WORK REQUIRED: Reproduce exactly the line containing "Err(CheckError::RootNotFound(self.root_dir.clone()))" and every line after it, through the last line of the records below; add nothing.
***** PROVIDED DATA
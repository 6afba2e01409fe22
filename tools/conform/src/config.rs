use std::path::{Path, PathBuf};

use crate::error::{CheckError, Result};

pub struct ConformConfig {
    pub root_dir: PathBuf,
    pub migrations_dir: PathBuf,
}

impl ConformConfig {
    pub fn from_root(root: &Path) -> Self {
        Self {
            root_dir: root.to_path_buf(),
            migrations_dir: root.join("database/migrations"),
        }
    }

    /// Discover the project root by walking up from cwd to find a .git directory
    pub fn discover() -> Option<Self> {
        let mut dir = std::env::current_dir().ok()?;
        loop {
            if dir.join(".git").exists() {
                return Some(Self::from_root(&dir));
            }
            if !dir.pop() {
                return None;
            }
        }
    }

    /// Every rule resolves against the root, so a missing root is fatal for the run.
    pub fn validate(&self) -> Result<()> {
        if self.root_dir.is_dir() {
            Ok(())
        } else {
            Err(CheckError::RootNotFound(self.root_dir.clone()))
        }
    }
}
**********
ANSWER SECTION:
            Err(CheckError::RootNotFound(self.root_dir.clone()))
        }
    }
}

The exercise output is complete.